3.2. Pydantic Schema

Source: https://pydantic-docs.helpmanual.io/usage/schema/

Pydantic allows auto creation of JSON Schemas from models:

from enum import Enum
from pydantic import BaseModel, Field


class FooBar(BaseModel):
    count: int
    size: float = None


class Gender(str, Enum):
    male = 'male'
    female = 'female'
    other = 'other'
    not_given = 'not_given'


class MainModel(BaseModel):
    """
    This is the description of the main model
    """

    foo_bar: FooBar = Field(...)
    gender: Gender = Field(None, alias='Gender')
    snap: int = Field(
        42,
        title='The Snap',
        description='this is the value of snap',
        gt=30,
        lt=50,
    )

    class Config:
        title = 'Main'


# this is equivalent to json.dumps(MainModel.schema(), indent=2):
print(MainModel.schema_json(indent=2))

Outputs:

{
  "title": "Main",
  "description": "This is the description of the main model",
  "type": "object",
  "properties": {
    "foo_bar": {
      "$ref": "#/definitions/FooBar"
    },
    "Gender": {
      "$ref": "#/definitions/Gender"
    },
    "snap": {
      "title": "The Snap",
      "description": "this is the value of snap",
      "default": 42,
      "exclusiveMinimum": 30,
      "exclusiveMaximum": 50,
      "type": "integer"
    }
  },
  "required": [
    "foo_bar"
  ],
  "definitions": {
    "FooBar": {
      "title": "FooBar",
      "type": "object",
      "properties": {
        "count": {
          "title": "Count",
          "type": "integer"
        },
        "size": {
          "title": "Size",
          "type": "number"
        }
      },
      "required": [
        "count"
      ]
    },
    "Gender": {
      "title": "Gender",
      "description": "An enumeration.",
      "enum": [
        "male",
        "female",
        "other",
        "not_given"
      ],
      "type": "string"
    }
  }
}

The generated schemas are compliant with the specifications: JSON Schema Core, JSON Schema Validation and OpenAPI.

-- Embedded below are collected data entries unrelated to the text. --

impl MiParser {
    /// Creates a parser that decodes octal escapes with `charset`
    /// (any WHATWG label, e.g. `UTF-8`, `Cp1251`, `windows-1252`).
    pub fn new(charset: &str) -> Self {
        Self {
            lexer: MiLexer::new(charset),
            line: String::new(),
            error: None,
            depth: 0,
        }
    }

    pub fn charset(&self) -> &'static str {
        self.lexer.charset()
    }

    /// Primes the parser with one line of output
    pub fn setup(&mut self, line: &str) {
        self.line = line.trim_end_matches(['\r', '\n']).to_string();
        self.lexer.reset(&self.line);
        self.error = None;
        self.depth = 0;
    }

    /// Parses the line given to the last `setup`
    pub fn parse(&mut self) -> MiRecord {
        let record = self.parse_record();
        debug!(
            "Parsed {:?} record: class={:?} entries={} error={:?}",
            record.kind,
            record.class,
            record.results.len(),
            record.syntax_error
        );
        record
    }

    /// `setup` followed by `parse`
    pub fn parse_line(&mut self, line: &str) -> MiRecord {
        self.setup(line);
        self.parse()
    }

    fn parse_record(&mut self) -> MiRecord {
        let trimmed = self.line.trim();
        if trimmed.starts_with(PROMPT) {
            return MiRecord::empty(MiRecordKind::Prompt);
        }
        if trimmed.is_empty() {
            return MiRecord::empty(MiRecordKind::Unknown);
        }

        let mut token_error = None;
        let token = self.lexer.take_digits().and_then(|digits| match digits.parse::<u64>() {
            Ok(token) => Some(token),
            Err(_) => {
                warn!("Record token {} does not fit in u64", digits);
                token_error = Some(MiSyntaxError::TokenOverflow { at: 0, token: digits });
                None
            }
        });

        let kind = match self.lexer.peek() {
            Some(Token::Punct(c)) => MiRecordKind::from_marker(*c),
            _ => None,
        };
        let Some(kind) = kind else {
            let at = self.lexer.position();
            let mut record = MiRecord::empty(MiRecordKind::Unknown);
            record.stream = Some(self.line.clone());
            record.syntax_error = Some(MiSyntaxError::MissingMarker { at });
            return record;
        };
        self.lexer.next_token();

        let mut record = MiRecord::empty(kind);
        record.token = token;

        if kind.is_stream() {
            record.stream = self.parse_stream_body();
        } else {
            record.class = self.parse_class();
            if self.error.is_none() {
                record.results = self.parse_results();
            }
        }

        record.syntax_error = token_error.or_else(|| self.finish_errors());
        record
    }

    fn parse_stream_body(&mut self) -> Option<String> {
        let text = match self.lexer.next_token() {
            Some((_, Token::Str(s))) => s,
            Some((at, found)) => {
                self.unexpected(at, &found, "string");
                return None;
            }
            None => {
                self.unexpected_end("string");
                return None;
            }
        };
        if let Some((at, found)) = self.lexer.next_token() {
            self.unexpected(at, &found, "end of line");
        }
        Some(text)
    }

    fn parse_class(&mut self) -> String {
        match self.lexer.next_token() {
            Some((_, Token::Ident(class))) => class,
            Some((at, found)) => {
                self.unexpected(at, &found, "record class");
                String::new()
            }
            None => {
                self.unexpected_end("record class");
                String::new()
            }
        }
    }

    /// `( "," entry )*` up to the end of the line
    fn parse_results(&mut self) -> MiTList {
        let mut results = MiTList::new();
        while let Some((at, token)) = self.lexer.next_token() {
            if token != Token::Punct(',') {
                self.unexpected(at, &token, "','");
                break;
            }
            if let Some(entry) = self.parse_entry() {
                results.push(entry);
            }
            if self.error.is_some() {
                break;
            }
        }
        results
    }

    /// `variable "=" value` or a bare value
    fn parse_entry(&mut self) -> Option<MiEntry> {
        match self.lexer.peek() {
            Some(Token::Ident(_)) => {
                let Some((_, Token::Ident(name))) = self.lexer.next_token() else {
                    return None;
                };
                match self.lexer.next_token() {
                    Some((_, Token::Punct('='))) => {}
                    Some((at, found)) => {
                        self.unexpected(at, &found, "'='");
                        return None;
                    }
                    None => {
                        self.unexpected_end("'='");
                        return None;
                    }
                }
                self.parse_value().map(|value| MiEntry::named(name, value))
            }
            Some(_) => self.parse_value().map(MiEntry::bare),
            None => {
                self.unexpected_end("result");
                None
            }
        }
    }

    fn parse_value(&mut self) -> Option<MiValue> {
        match self.lexer.next_token() {
            Some((_, Token::Str(s))) => Some(MiValue::Const(s)),
            Some((at, Token::Punct(open @ ('{' | '[')))) => {
                if self.depth >= MAX_DEPTH {
                    if self.error.is_none() {
                        self.error = Some(MiSyntaxError::TooDeep { at });
                    }
                    return None;
                }
                self.depth += 1;
                let value = if open == '{' {
                    MiValue::Tuple(self.parse_items('}'))
                } else {
                    MiValue::List(self.parse_items(']'))
                };
                self.depth -= 1;
                Some(value)
            }
            Some((at, found)) => {
                self.unexpected(at, &found, "value");
                None
            }
            None => {
                self.unexpected_end("value");
                None
            }
        }
    }

    /// Body of a tuple or list, after its opening bracket.
    /// Returns the entries read so far if the body is malformed.
    fn parse_items(&mut self, close: char) -> MiTList {
        let expected = if close == '}' { "',' or '}'" } else { "',' or ']'" };
        let mut items = MiTList::new();

        if self.lexer.peek() == Some(&Token::Punct(close)) {
            self.lexer.next_token();
            return items;
        }

        loop {
            if let Some(entry) = self.parse_entry() {
                items.push(entry);
            }
            if self.error.is_some() {
                return items;
            }
            match self.lexer.next_token() {
                Some((_, Token::Punct(','))) => {}
                Some((_, Token::Punct(c))) if c == close => return items,
                Some((at, found)) => {
                    self.unexpected(at, &found, expected);
                    return items;
                }
                None => {
                    self.unexpected_end(expected);
                    return items;
                }
            }
        }
    }

    fn unexpected(&mut self, at: usize, found: &Token, expected: &'static str) {
        if self.error.is_none() {
            self.error = Some(MiSyntaxError::UnexpectedToken {
                at,
                found: found.to_string(),
                expected,
            });
        }
    }

    fn unexpected_end(&mut self, expected: &'static str) {
        if self.error.is_none() {
            let at = self.line.chars().count();
            self.error = Some(MiSyntaxError::UnexpectedEnd { at, expected });
        }
    }

    /// Earliest of the lexical and grammar errors
    fn finish_errors(&mut self) -> Option<MiSyntaxError> {
        match (self.lexer.take_error(), self.error.take()) {
            (Some(lexical), Some(grammar)) => {
                if lexical.position() <= grammar.position() {
                    Some(lexical)
                } else {
                    Some(grammar)
                }
            }
            (lexical, grammar) => lexical.or(grammar),
        }
    }
}
//! GDB/MI tokenizer
//!
//! Splits one line of MI output into punctuation, identifiers and quoted
//! strings. Quoted strings are decoded on the way: `\"` and `\\` are
//! unescaped, runs of octal escapes are gathered as raw bytes and decoded
//! with the configured charset, and every other escape is kept verbatim.

use crate::mi::error::MiSyntaxError;
use encoding_rs::{Encoding, UTF_8};
use std::fmt;
use tracing::warn;

/// Lexical token with its decoded text
#[derive(Debug, Clone, PartialEq, Eq)]
pub enum Token {
    /// Variable names, class names, record tokens
    Ident(String),
    /// Decoded contents of a quoted string
    Str(String),
    /// One of `= { } [ ] , ^ * + ~ @ &`
    Punct(char),
}

impl fmt::Display for Token {
    fn fmt(&self, f: &mut fmt::Formatter<'_>) -> fmt::Result {
        match self {
            Token::Ident(s) => write!(f, "identifier `{}`", s),
            Token::Str(_) => f.write_str("string"),
            Token::Punct(c) => write!(f, "'{}'", c),
        }
    }
}

fn is_punct(c: char) -> bool {
    matches!(
        c,
        '=' | '{' | '}' | '[' | ']' | ',' | '^' | '*' | '+' | '~' | '@' | '&' | '"'
    )
}

/// Accumulates bytes from consecutive octal escapes and decodes them as
/// one run, so multi-byte characters split over several escapes survive.
#[derive(Debug, Clone)]
pub struct CharsetDecoder {
    encoding: &'static Encoding,
    pending: Vec<u8>,
}

impl CharsetDecoder {
    /// Resolves a charset label such as `Cp1251` or `UTF-8`.
    /// Unknown labels fall back to UTF-8.
    pub fn for_label(label: &str) -> Self {
        let encoding = Encoding::for_label(label.trim().as_bytes()).unwrap_or_else(|| {
            warn!("Unknown charset '{}', decoding octal escapes as UTF-8", label);
            UTF_8
        });
        Self {
            encoding,
            pending: Vec::new(),
        }
    }

    /// Canonical name of the resolved charset
    pub fn name(&self) -> &'static str {
        self.encoding.name()
    }

    pub fn push_byte(&mut self, byte: u8) {
        self.pending.push(byte);
    }

    /// Decodes pending bytes into `out`; malformed sequences become U+FFFD.
    pub fn flush_into(&mut self, out: &mut String) {
        if self.pending.is_empty() {
            return;
        }
        let (text, _had_errors) = self.encoding.decode_without_bom_handling(&self.pending);
        out.push_str(&text);
        self.pending.clear();
    }

    /// Decodes a raw byte run directly
    pub fn decode(&self, bytes: &[u8]) -> String {
        self.encoding.decode_without_bom_handling(bytes).0.into_owned()
    }

    fn reset(&mut self) {
        self.pending.clear();
    }
}

impl Default for CharsetDecoder {
    fn default() -> Self {
        Self {
            encoding: UTF_8,
            pending: Vec::new(),
        }
    }
}

/// Tokenizer over a single line. `reset` rewinds it for the next line.
#[derive(Debug, Clone, Default)]
pub struct MiLexer {
    chars: Vec<char>,
    pos: usize,
    peeked: Option<Option<(usize, Token)>>,
    decoder: CharsetDecoder,
    error: Option<MiSyntaxError>,
}

impl MiLexer {
    pub fn new(charset: &str) -> Self {
        Self {
            decoder: CharsetDecoder::for_label(charset),
            ..Default::default()
        }
    }

    pub fn charset(&self) -> &'static str {
        self.decoder.name()
    }

    pub fn reset(&mut self, line: &str) {
        self.chars = line.chars().collect();
        self.pos = 0;
        self.peeked = None;
        self.decoder.reset();
        self.error = None;
    }

    /// Offset of the next unread character
    pub fn position(&self) -> usize {
        match &self.peeked {
            Some(Some((at, _))) => *at,
            _ => self.pos,
        }
    }

    /// First lexical error seen on this line
    pub fn take_error(&mut self) -> Option<MiSyntaxError> {
        self.error.take()
    }

    /// Consumes a run of ASCII digits, the optional record token. Must be
    /// called before any token has been peeked.
    pub fn take_digits(&mut self) -> Option<String> {
        debug_assert!(self.peeked.is_none());
        let start = self.pos;
        while self.pos < self.chars.len() && self.chars[self.pos].is_ascii_digit() {
            self.pos += 1;
        }
        (self.pos > start).then(|| self.chars[start..self.pos].iter().collect())
    }

    pub fn peek(&mut self) -> Option<&Token> {
        if self.peeked.is_none() {
            let next = self.scan();
            self.peeked = Some(next);
        }
        self.peeked
            .as_ref()
            .and_then(|p| p.as_ref())
            .map(|(_, token)| token)
    }

    pub fn next_token(&mut self) -> Option<(usize, Token)> {
        match self.peeked.take() {
            Some(peeked) => peeked,
            None => self.scan(),
        }
    }

    fn scan(&mut self) -> Option<(usize, Token)> {
        while self.pos < self.chars.len() && self.chars[self.pos].is_whitespace() {
            self.pos += 1;
        }
        let start = self.pos;
        let c = *self.chars.get(self.pos)?;
        if c == '"' {
            self.pos += 1;
            let s = self.read_string(start);
            return Some((start, Token::Str(s)));
        }
        if is_punct(c) {
            self.pos += 1;
            return Some((start, Token::Punct(c)));
        }
        while self.pos < self.chars.len() {
            let c = self.chars[self.pos];
            if c.is_whitespace() || is_punct(c) {
                break;
            }
            self.pos += 1;
        }
        let ident: String = self.chars[start..self.pos].iter().collect();
        Some((start, Token::Ident(ident)))
    }

    /// Reads the body of a string whose opening quote is at `start`.
    fn read_string(&mut self, start: usize) -> String {
        let mut out = String::new();
        loop {
            let Some(&c) = self.chars.get(self.pos) else {
                self.decoder.flush_into(&mut out);
                self.record_error(MiSyntaxError::UnterminatedString { at: start });
                return out;
            };
            self.pos += 1;
            match c {
                '"' => {
                    self.decoder.flush_into(&mut out);
                    return out;
                }
                '\\' => self.read_escape(&mut out),
                c => {
                    self.decoder.flush_into(&mut out);
                    out.push(c);
                }
            }
        }
    }

    fn read_escape(&mut self, out: &mut String) {
        let Some(&c) = self.chars.get(self.pos) else {
            self.decoder.flush_into(out);
            out.push('\\');
            self.record_error(MiSyntaxError::DanglingEscape { at: self.pos - 1 });
            return;
        };
        if c.is_digit(8) {
            let mut value: u32 = 0;
            let mut digits = 0;
            while digits < 3 {
                match self.chars.get(self.pos).and_then(|d| d.to_digit(8)) {
                    Some(d) => {
                        value = value * 8 + d;
                        self.pos += 1;
                        digits += 1;
                    }
                    None => break,
                }
            }
            self.decoder.push_byte((value & 0xff) as u8);
            return;
        }
        self.pos += 1;
        self.decoder.flush_into(out);
        match c {
            '"' => out.push('"'),
            '\\' => out.push('\\'),
            other => {
                out.push('\\');
                out.push(other);
            }
        }
    }

    fn record_error(&mut self, error: MiSyntaxError) {
        if self.error.is_none() {
            self.error = Some(error);
        }
    }
}

/// Interprets the C escapes GDB leaves in console/target/log text
/// (`\n`, `\t`, `\r`) for display.
pub fn unescape_stream_text(s: &str) -> String {
    let mut result = String::with_capacity(s.len());
    let mut chars = s.chars().peekable();

    while let Some(c) = chars.next() {
        if c == '\\' {
            match chars.peek() {
                Some('n') => {
                    result.push('\n');
                    chars.next();
                }
                Some('t') => {
                    result.push('\t');
                    chars.next();
                }
                Some('r') => {
                    result.push('\r');
                    chars.next();
                }
                _ => result.push(c),
            }
        } else {
            result.push(c);
        }
    }

    result
}
//! GDB Machine Interface (MI) parsing

pub mod error;
pub mod extract;
pub mod lexer;
pub mod parser;
pub mod record;
pub mod types;

pub use error::MiSyntaxError;
pub use parser::MiParser;
pub use record::MiRecord;
pub use types::*;
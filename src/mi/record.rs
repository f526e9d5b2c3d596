//! Parsed GDB/MI output record

use crate::mi::error::MiSyntaxError;
use crate::mi::types::*;
use serde::Serialize;
use std::fmt;

/// One line of GDB/MI output after parsing.
///
/// `results` is never absent; records without a payload, and records
/// whose payload could not be parsed, carry an empty list.
#[derive(Debug, Clone, PartialEq, Serialize)]
pub struct MiRecord {
    pub(crate) kind: MiRecordKind,
    #[serde(skip_serializing_if = "Option::is_none")]
    pub(crate) token: Option<u64>,
    pub(crate) class: String,
    pub(crate) results: MiTList,
    #[serde(skip_serializing_if = "Option::is_none")]
    pub(crate) stream: Option<String>,
    #[serde(skip_serializing_if = "Option::is_none")]
    pub(crate) syntax_error: Option<MiSyntaxError>,
}

impl MiRecord {
    pub(crate) fn empty(kind: MiRecordKind) -> Self {
        Self {
            kind,
            token: None,
            class: String::new(),
            results: MiTList::new(),
            stream: None,
            syntax_error: None,
        }
    }

    pub fn kind(&self) -> MiRecordKind {
        self.kind
    }

    /// Numeric prefix echoing the command token, e.g. `15` in `15^done`
    pub fn token(&self) -> Option<u64> {
        self.token
    }

    /// Raw class text: `done`, `stopped`, `breakpoint-created`, ...
    pub fn class(&self) -> &str {
        &self.class
    }

    pub fn results(&self) -> &MiTList {
        &self.results
    }

    /// Decoded text of a stream record; the raw line for unknown records
    pub fn stream(&self) -> Option<&str> {
        self.stream.as_deref()
    }

    /// Set when the line was not well-formed; `results` then holds the
    /// part that parsed.
    pub fn syntax_error(&self) -> Option<&MiSyntaxError> {
        self.syntax_error.as_ref()
    }

    pub fn is_stream(&self) -> bool {
        self.kind.is_stream()
    }

    pub fn is_async(&self) -> bool {
        self.kind.is_async()
    }

    pub fn is_prompt(&self) -> bool {
        self.kind == MiRecordKind::Prompt
    }

    /// `^error`
    pub fn is_error(&self) -> bool {
        self.kind == MiRecordKind::Result && self.class == "error"
    }

    /// The `msg` of an `^error` record
    pub fn error_message(&self) -> Option<&str> {
        if self.is_error() {
            self.results.const_value("msg")
        } else {
            None
        }
    }

    pub fn result_class(&self) -> Option<ResultClass> {
        (self.kind == MiRecordKind::Result).then(|| ResultClass::from(self.class.as_str()))
    }

    pub fn async_class(&self) -> Option<AsyncClass> {
        (self.kind == MiRecordKind::ExecAsync).then(|| AsyncClass::from(self.class.as_str()))
    }

    pub fn notification_class(&self) -> Option<NotificationClass> {
        (self.kind == MiRecordKind::NotifyAsync)
            .then(|| NotificationClass::from(self.class.as_str()))
    }

    /// Reason of a `*stopped` record. GDB omits it for some stops
    /// (e.g. after an interrupt), which maps to `Unknown("")`.
    pub fn stop_reason(&self) -> Option<StopReason> {
        if self.async_class() != Some(AsyncClass::Stopped) {
            return None;
        }
        Some(StopReason::from(self.results.const_value("reason").unwrap_or_default()))
    }
}

impl fmt::Display for MiRecord {
    fn fmt(&self, f: &mut fmt::Formatter<'_>) -> fmt::Result {
        if let Some(token) = self.token {
            write!(f, "{}", token)?;
        }
        match self.kind.marker() {
            Some(marker) if self.kind.is_stream() => {
                write!(f, "{}", marker)?;
                write_quoted(f, self.stream.as_deref().unwrap_or_default())
            }
            Some(marker) => {
                write!(f, "{}{}", marker, self.class)?;
                for entry in &self.results {
                    write!(f, ",{}", entry)?;
                }
                Ok(())
            }
            None if self.kind == MiRecordKind::Prompt => f.write_str("(gdb)"),
            None => f.write_str(self.stream.as_deref().unwrap_or_default()),
        }
    }
}
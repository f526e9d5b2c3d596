//! Syntax errors recorded while parsing a GDB/MI line
//!
//! None of these abort parsing. The first one hit is stored on the
//! resulting record next to whatever part of the tree was recovered.

use serde::Serialize;
use thiserror::Error;

/// Non-fatal syntax problem; `at` is a character offset into the line.
#[derive(Debug, Clone, PartialEq, Eq, Error, Serialize)]
#[serde(tag = "kind", rename_all = "kebab-case")]
pub enum MiSyntaxError {
    #[error("unterminated string starting at {at}")]
    UnterminatedString { at: usize },

    #[error("dangling escape at {at}")]
    DanglingEscape { at: usize },

    #[error("unexpected {found} at {at}, expected {expected}")]
    UnexpectedToken {
        at: usize,
        found: String,
        expected: &'static str,
    },

    #[error("unexpected end of input at {at}, expected {expected}")]
    UnexpectedEnd { at: usize, expected: &'static str },

    #[error("no record marker found at {at}")]
    MissingMarker { at: usize },

    #[error("nesting deeper than the parser accepts at {at}")]
    TooDeep { at: usize },

    #[error("record token {token} at {at} is out of range")]
    TokenOverflow { at: usize, token: String },
}

impl MiSyntaxError {
    /// Character offset the error points at
    pub fn position(&self) -> usize {
        match self {
            MiSyntaxError::UnterminatedString { at }
            | MiSyntaxError::DanglingEscape { at }
            | MiSyntaxError::UnexpectedToken { at, .. }
            | MiSyntaxError::UnexpectedEnd { at, .. }
            | MiSyntaxError::MissingMarker { at }
            | MiSyntaxError::TooDeep { at }
            | MiSyntaxError::TokenOverflow { at, .. } => *at,
        }
    }
}
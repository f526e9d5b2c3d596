//! GDB/MI record dumper
//!
//! Reads GDB/MI output on stdin and prints one JSON object per record on
//! stdout, e.g.
//!
//! ```text
//! gdb --interpreter=mi2 ./a.out | gdb-mi
//! GDB_MI_CHARSET=Cp1251 gdb-mi < session.log
//! ```

use anyhow::Result;
use gdb_mi::config::ReaderConfig;
use gdb_mi::reader::spawn_reader;
use std::io::Write;
use tokio::io::BufReader;
use tracing::{debug, info};
use tracing_subscriber::EnvFilter;

#[tokio::main]
async fn main() -> Result<()> {
    // Initialize logging to stderr
    tracing_subscriber::fmt()
        .with_env_filter(
            EnvFilter::try_from_default_env().unwrap_or_else(|_| EnvFilter::new("info")),
        )
        .with_writer(std::io::stderr)
        .init();

    let config = ReaderConfig::from_env();
    info!(
        "Starting gdb-mi v{} (charset {})",
        env!("CARGO_PKG_VERSION"),
        config.charset
    );

    let (mut records, reader) = spawn_reader(BufReader::new(tokio::io::stdin()), &config);

    let stdout = std::io::stdout();
    let mut stdout = stdout.lock();
    let mut count = 0usize;

    while let Some(record) = records.recv().await {
        let json = serde_json::to_string(&record)?;
        debug!("Sending: {}", json);
        writeln!(stdout, "{}", json)?;
        stdout.flush()?;
        count += 1;
    }

    let lines = reader.await??;
    info!("Read {} lines, emitted {} records", lines, count);
    Ok(())
}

BaseModel.schema will return a dict of the schema, while BaseModel.schema_json will return a JSON string representation of that dict.

Sub-models used are added to the definitions JSON attribute and referenced, as per the spec.

All sub-models' (and their sub-models') schemas are put directly in a top-level definitions JSON key for easy re-use and reference.

'Sub-models' with modifications (via the Field class) like a custom title, description or default value, are recursively included instead of referenced.

The description for models is taken from either the docstring of the class or the argument description to the Field class.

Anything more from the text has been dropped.